Report on possible record fine for Tencent

The difficult situation in the important real estate industry continues to be one of the risks. The housing groups Country Garden (minus 22.8 percent) and Sunac (minus 19.8 percent) were among the biggest losers. In addition, the meal delivery service Meituan (minus 16.8 percent) and the e-commerce group JD.com (minus 14.5 percent) lost heavily. Chinese tech stocks in Hong Kong also lost heavily again. The Hang Seng Tech Index lost 9.6 percent.

The share of the Chinese tech social media group Tencent also lost more than ten percent. The reason for this is a Wall Street Journal report about a possible record fine for the group because the payment function of the super app Wechat could have violated money laundering rules.

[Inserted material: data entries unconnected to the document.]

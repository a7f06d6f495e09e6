//! Layered runtime settings.
//!
//! Sources, lowest precedence first: built-in defaults, an optional TOML file,
//! `SLA_WATCH_*` environment variables, then command-line overrides.

use std::path::Path;
use std::time::Duration;

use anyhow::{bail, Context, Result};
use config::{Config, Environment, File};
use serde::{Deserialize, Serialize};

use crate::api::DEFAULT_API_URL;
use crate::data::HISTORY_LIMIT;
use crate::engine::{is_http_url, EngineConfig, PollSchedule};

const ENV_PREFIX: &str = "SLA_WATCH";

#[derive(Debug, Clone, PartialEq, Eq, Serialize, Deserialize)]
#[serde(default)]
pub struct Settings {
    /// Base URL of the status API, e.g. `http://localhost:8000/api/v1`.
    pub api_url: String,
    pub request_timeout_secs: u64,
    pub history_limit: usize,
    pub fast_interval_secs: u64,
    pub fast_window_secs: u64,
    pub slow_interval_secs: u64,
    pub roster_interval_secs: u64,
    /// Default log filter when `RUST_LOG` is unset.
    pub log_level: String,
}

impl Default for Settings {
    fn default() -> Self {
        Self {
            api_url: DEFAULT_API_URL.to_string(),
            request_timeout_secs: 10,
            history_limit: HISTORY_LIMIT,
            fast_interval_secs: 3,
            fast_window_secs: 20,
            slow_interval_secs: 30,
            roster_interval_secs: 30,
            log_level: "info".to_string(),
        }
    }
}

/// Values given on the command line. They win over every other source.
#[derive(Debug, Clone, Default)]
pub struct Overrides {
    pub api_url: Option<String>,
    pub log_level: Option<String>,
}

impl Settings {
    /// Load and validate settings.
    pub fn load(path: Option<&Path>, overrides: &Overrides) -> Result<Self> {
        Self::load_with_prefix(path, overrides, ENV_PREFIX)
    }

    fn load_with_prefix(path: Option<&Path>, overrides: &Overrides, prefix: &str) -> Result<Self> {
        let mut builder = Config::builder();
        if let Some(path) = path {
            builder = builder.add_source(File::from(path).required(true));
        }

        let config = builder
            .add_source(Environment::with_prefix(prefix).try_parsing(true))
            .set_override_option("api_url", overrides.api_url.clone())?
            .set_override_option("log_level", overrides.log_level.clone())?
            .build()
            .context("Failed to read configuration")?;

        let settings: Settings = config
            .try_deserialize()
            .context("Invalid configuration")?;
        settings.validate()?;
        Ok(settings)
    }

    pub fn validate(&self) -> Result<()> {
        if !is_http_url(&self.api_url) {
            bail!(
                "api_url must be an http:// or https:// URL, got {:?}",
                self.api_url
            );
        }

        let intervals = [
            ("request_timeout_secs", self.request_timeout_secs),
            ("fast_interval_secs", self.fast_interval_secs),
            ("slow_interval_secs", self.slow_interval_secs),
            ("roster_interval_secs", self.roster_interval_secs),
        ];
        for (name, value) in intervals {
            if value == 0 {
                bail!("{} must be greater than zero", name);
            }
        }

        if self.history_limit == 0 {
            bail!("history_limit must be greater than zero");
        }
        Ok(())
    }

    pub fn request_timeout(&self) -> Duration {
        Duration::from_secs(self.request_timeout_secs)
    }

    pub fn roster_interval(&self) -> Duration {
        Duration::from_secs(self.roster_interval_secs)
    }

    pub fn poll_schedule(&self) -> PollSchedule {
        PollSchedule {
            fast_interval: Duration::from_secs(self.fast_interval_secs),
            fast_window: Duration::from_secs(self.fast_window_secs),
            slow_interval: Duration::from_secs(self.slow_interval_secs),
        }
    }

    pub fn engine_config(&self) -> EngineConfig {
        EngineConfig {
            schedule: self.poll_schedule(),
            roster_interval: self.roster_interval(),
            history_limit: self.history_limit,
        }
    }
}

Chinese tech stocks in Hong Kong and the US have already lost a lot of value in the past few days. Investors fear that rising tensions between China and the US over the Ukraine war will also make agreement on foreign IPO rules more difficult and could lead to a delisting of Chinese tech stocks in the US.

For this reason, the Nasdaq Golden Dragon Index, which includes many of the China stocks listed in the USA, lost almost 20 percent in value on Thursday and Friday last week. In Hong Kong, Chinese companies, which are listed both in the Asian financial metropolis and in the USA, were also among the biggest losers.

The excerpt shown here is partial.